Plusieurs intervenants ont également décrit un incident survenu le 8 novembre au cours duquel des habitants ont affronté des agents fédéraux à Little Village. « J’ai vu la police de Chicago utiliser une force excessive contre les membres de la communauté qui se tenaient à côté de moi, littéralement à côté de moi, le 23 et Sawyer dans Little Village », a déclaré Mayra Macias, une résidente de Back of the Yards. « Dans un cas, j’ai compté jusqu’à dix policiers poussant un homme au sol. » Elle a déclaré que la police était violente même après que les agents de l’ICE aient quitté les lieux.
Le 17 décembre, après qu’un intervenant rapide ait suivi une caravane d’agents du CBP, dont Bovino, sur DuSable Lake Shore Drive, des agents du CPD l’ont arrêté et l’ont empêché de les suivre. Le Tribune a obtenu un appel au 911 émis par Border Patrol qui montre un répartiteur disant à l’agent « l’aide est en route ».
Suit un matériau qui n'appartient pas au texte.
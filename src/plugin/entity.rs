//! Entity tracking and delimiter upkeep.

use std::collections::BTreeSet;

use crate::convert::entity::{apply_entity_format, parse_entity_format};
use crate::dom::NodeId;
use crate::edit::delimiter::entity_wrappers;
use crate::edit::{handle_delimiter_key_down, reconcile_delimiters, remove_delimiters};
use crate::editor::{EditorCore, EntityMapEntry};
use crate::error::Result;
use crate::plugin::{ChangedEntity, EditorPlugin, EntityOperation, PluginEvent};

/// Maintains the entity map and the delimiters around non-editable
/// entities.
///
/// Entities reported by a transaction are registered or retired directly.
/// A change without that report (undo, `set_content`) triggers a scan of
/// the whole content, raising `NewEntity` for unknown wrappers and
/// `Overwrite` for vanished ones.
#[derive(Debug, Default)]
pub struct EntityPlugin;

impl EntityPlugin {
    #[must_use]
    pub fn new() -> Self {
        Self
    }

    /// Track `wrapper`. Its id is renamed when another entity already owns
    /// it. Returns false when it was tracked already.
    fn register(core: &mut EditorCore, wrapper: NodeId) -> Result<bool> {
        let mut format = parse_entity_format(core.dom(), wrapper);
        if let Some(entry) = format.id.as_ref().and_then(|id| core.entities.entities.get_mut(id)) {
            if entry.wrapper == wrapper {
                entry.is_deleted = false;
                return Ok(false);
            }
        }

        let base = format
            .id
            .clone()
            .or_else(|| format.entity_type.clone())
            .unwrap_or_else(|| "Entity".to_string());
        let id = core.entities.unique_id(&base);
        if format.id.as_deref() != Some(id.as_str()) {
            tracing::debug!(from = ?format.id, to = %id, "entity id made unique");
            format.id = Some(id.clone());
            apply_entity_format(core.dom_mut(), wrapper, &format)?;
            core.clear_model_cache();
        }
        core.entities.entities.insert(
            id,
            EntityMapEntry {
                wrapper,
                entity_type: format.entity_type,
                is_deleted: false,
            },
        );
        Ok(true)
    }

    fn retire(core: &mut EditorCore, wrapper: NodeId) {
        for entry in core.entities.entities.values_mut() {
            if entry.wrapper == wrapper {
                entry.is_deleted = true;
            }
        }
    }

    /// Compare the content against the map.
    fn scan(core: &mut EditorCore) -> Result<()> {
        let root = core.root();
        let mut seen = BTreeSet::new();
        for wrapper in entity_wrappers(core.dom(), root) {
            if Self::register(core, wrapper)? {
                core.trigger_event(PluginEvent::EntityOperation {
                    operation: EntityOperation::NewEntity,
                    wrapper,
                    entity_format: parse_entity_format(core.dom(), wrapper),
                    state: None,
                })?;
            }
            seen.insert(wrapper);
        }

        let mut vanished = Vec::new();
        for entry in core.entities.entities.values_mut() {
            if !entry.is_deleted && !seen.contains(&entry.wrapper) {
                entry.is_deleted = true;
                vanished.push(entry.wrapper);
            }
        }
        for wrapper in vanished {
            let entity_format = if core.dom().is_alive(wrapper) {
                parse_entity_format(core.dom(), wrapper)
            } else {
                Default::default()
            };
            core.trigger_event(PluginEvent::EntityOperation {
                operation: EntityOperation::Overwrite,
                wrapper,
                entity_format,
                state: None,
            })?;
        }
        Ok(())
    }

    fn apply_changes(core: &mut EditorCore, changed: &[ChangedEntity]) -> Result<()> {
        for change in changed {
            let wrapper = change.entity.wrapper;
            match change.operation {
                EntityOperation::NewEntity if core.dom().is_alive(wrapper) => {
                    Self::register(core, wrapper)?;
                }
                EntityOperation::NewEntity | EntityOperation::UpdateEntityState => {}
                EntityOperation::Overwrite
                | EntityOperation::RemoveFromStart
                | EntityOperation::RemoveFromEnd => Self::retire(core, wrapper),
            }
        }
        Ok(())
    }

    fn reconcile(core: &mut EditorCore) -> Result<()> {
        let root = core.root();
        let add = core.add_delimiter_for_entity();
        if reconcile_delimiters(core.dom_mut(), root, add)? {
            core.clear_model_cache();
        }
        Ok(())
    }
}

impl EditorPlugin for EntityPlugin {
    fn name(&self) -> &'static str {
        "Entity"
    }

    fn dispose(&mut self, core: &mut EditorCore) -> Result<()> {
        core.entities.entities.clear();
        Ok(())
    }

    fn on_plugin_event(&mut self, core: &mut EditorCore, event: &mut PluginEvent) -> Result<()> {
        match event {
            PluginEvent::EditorReady => {
                Self::scan(core)?;
                Self::reconcile(core)
            }
            PluginEvent::ContentChanged {
                changed_entities, ..
            } => {
                match changed_entities {
                    Some(changed) => Self::apply_changes(core, changed)?,
                    None => Self::scan(core)?,
                }
                Self::reconcile(core)
            }
            PluginEvent::KeyDown { raw, .. } => handle_delimiter_key_down(core, raw),
            PluginEvent::ExtractContentWithDom { root } | PluginEvent::BeforeCutCopy { root, .. } => {
                remove_delimiters(core.dom_mut(), *root)
            }
            _ => Ok(()),
        }
    }
}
Certains des incidents décrits par les résidents lors de la réunion ont également été mentionnés dans des plaintes soumises au Comité des droits des immigrants et des réfugiés, qui a mis en place en novembre un formulaire en ligne permettant aux résidents de signaler des violations potentielles de l’ordonnance sur l’accueil des villes. L’année dernière, neuf plaintes ont été déposées, selon les documents obtenus par le Hebdomadaire via une demande d’enregistrement public. L’un d’entre eux mentionne des agents fédéraux utilisant le parking du 24e district de police (Rogers Park), une allégation reprise par Vasquez lors de la réunion. Trois décrivent des policiers formant une « caravane » avec des véhicules de la patrouille frontalière sur DuSable Lake Shore Drive et les escortant jusqu’à Evanston le 17 décembre.
La CCPSA dispose d’un certain nombre d’options de surveillance pour tenir le service de police responsable. La commission peut rédiger de nouvelles politiques ou modifier celles existantes, comme elle l’a fait lorsqu’elle a aboli la base de données des gangs en proie à des erreurs du CPD en 2023. Elle peut traduire le surintendant du CPD Larry Snelling devant la commission pour interrogatoire, comme les membres du conseil de district l’ont demandé. Et si le surintendant ne parvient pas à maîtriser adéquatement les agents, la CCPSA peut, par un vote de censure des deux tiers, entamer un processus qui pourrait aboutir à son licenciement.
« Que cela soit la première étape », a déclaré Bahena lors de la conférence de presse. « Les membres du conseil de district demandent une audience publique à laquelle participeraient le surintendant Snelling et les vingt-deux commandants de district, et qui apporterait des réponses claires.